This updated keyword search yielded another N = 268 results (34 in PsychInfo, 162 in Medline, and 72 in Web of Science). Duplicates within these three search databases (n = 78), as well as duplicates of results from the first search (n = 36) were removed; 154 papers remained for manual scanning. A further n = 106 publications were removed based on title and abstract; a further n = 15 papers were removed after thorough reading. One paper was excluded, as authors did not respond to the request regarding set availability. A total of N = 53 publications were added through this second updated search: an initial n = 32 publications, and an additional n = 21 publications from the extended table-search.
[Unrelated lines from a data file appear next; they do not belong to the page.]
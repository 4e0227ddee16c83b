//! Progress reporting for classification runs and validation batches

use colored::Colorize;
use ecogroup_application::{ClassificationProgress, ValidationProgress};
use ecogroup_domain::Rank;
use indicatif::{MultiProgress, ProgressBar, ProgressStyle};
use std::sync::Mutex;

/// Reports progress with one bar per rank or per validation batch
pub struct ProgressReporter {
    multi: MultiProgress,
    bar: Mutex<Option<ProgressBar>>,
}

impl ProgressReporter {
    pub fn new() -> Self {
        Self {
            multi: MultiProgress::new(),
            bar: Mutex::new(None),
        }
    }

    fn bar_style() -> ProgressStyle {
        ProgressStyle::default_bar()
            .template("{spinner:.green} {prefix:.bold.cyan} [{bar:40.cyan/blue}] {pos}/{len} {msg}")
            .unwrap_or_else(|_| ProgressStyle::default_bar())
            .progress_chars("=>-")
    }

    fn start_bar(&self, prefix: String, len: u64, message: String) {
        let pb = self.multi.add(ProgressBar::new(len));
        pb.set_style(Self::bar_style());
        pb.set_prefix(prefix);
        pb.set_message(message);
        if let Ok(mut slot) = self.bar.lock() {
            *slot = Some(pb);
        }
    }

    fn with_bar(&self, f: impl FnOnce(&ProgressBar)) {
        if let Ok(slot) = self.bar.lock()
            && let Some(pb) = slot.as_ref()
        {
            f(pb);
        }
    }

    fn finish_bar(&self, message: String) {
        if let Ok(mut slot) = self.bar.lock()
            && let Some(pb) = slot.take()
        {
            pb.finish_with_message(message);
        }
    }
}

impl Default for ProgressReporter {
    fn default() -> Self {
        Self::new()
    }
}

impl ClassificationProgress for ProgressReporter {
    fn on_rank_start(&self, rank: Rank, taxa: usize, chunks: usize) {
        self.start_bar(
            format!("{:<8}", rank.as_str()),
            chunks as u64,
            format!("{} taxa", taxa),
        );
    }

    fn on_chunk_complete(&self, _rank: Rank, taxa: usize, success: bool) {
        self.with_bar(|pb| {
            let status = if success {
                format!("{} {} taxa", "v".green(), taxa)
            } else {
                format!("{} {} taxa", "x".red(), taxa)
            };
            pb.set_message(status);
            pb.inc(1);
        });
    }

    fn on_rank_complete(&self, _rank: Rank, assigned: usize, resolved: usize) {
        self.finish_bar(format!(
            "{} {} assigned, {} resolved",
            "done".green(),
            assigned,
            resolved
        ));
    }

    fn on_new_group(&self, group: &str, forced: bool) {
        let note = if forced {
            format!("{} {} (extra group)", "+".yellow(), group)
        } else {
            format!("{} {}", "+".cyan(), group)
        };
        self.multi.println(note).ok();
    }
}

impl ValidationProgress for ProgressReporter {
    fn on_batch_start(&self, iterations: usize, workers: usize) {
        self.start_bar(
            format!("Validation ({} workers)", workers),
            iterations as u64,
            "Running...".to_string(),
        );
    }

    fn on_iteration_complete(&self, index: usize, success: bool) {
        self.with_bar(|pb| {
            let status = if success {
                format!("{} iteration {}", "v".green(), index)
            } else {
                format!("{} iteration {}", "x".red(), index)
            };
            pb.set_message(status);
            pb.inc(1);
        });
    }

    fn on_batch_complete(&self, succeeded: usize, total: usize) {
        let summary = format!("{}/{} iterations succeeded", succeeded, total);
        if succeeded == total {
            self.finish_bar(summary.green().to_string());
        } else {
            self.finish_bar(summary.red().to_string());
        }
    }
}

/// Simple text-based progress (no fancy UI)
pub struct SimpleProgress;

impl ClassificationProgress for SimpleProgress {
    fn on_rank_start(&self, rank: Rank, taxa: usize, chunks: usize) {
        println!(
            "{} {} ({} taxa, {} requests)",
            "->".cyan(),
            rank.as_str().bold(),
            taxa,
            chunks
        );
    }

    fn on_chunk_complete(&self, _rank: Rank, taxa: usize, success: bool) {
        if !success {
            println!("  {} request for {} taxa failed", "x".red(), taxa);
        }
    }

    fn on_rank_complete(&self, _rank: Rank, assigned: usize, resolved: usize) {
        println!("  {} assigned, {} resolved", assigned, resolved);
    }
}

impl ValidationProgress for SimpleProgress {
    fn on_batch_start(&self, iterations: usize, workers: usize) {
        println!(
            "{} {} iterations on {} workers",
            "->".cyan(),
            iterations,
            workers
        );
    }

    fn on_iteration_complete(&self, index: usize, success: bool) {
        if success {
            println!("  {} iteration {}", "v".green(), index);
        } else {
            println!("  {} iteration {} (failed)", "x".red(), index);
        }
    }
}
With 311 publications from the first search and 53 publications from the updated search, at the point of creation the database contains a total of N = 364 publications. Each publication presents at least one set of ES and/or new assessed rating data. All publications and their extracted main criteria are listed in an Excel spreadsheet available as Supplementary Material, and an online version of the database is also available. Note that the supplementary material contains information only up to 2020, while the online version of the database will keep being updated.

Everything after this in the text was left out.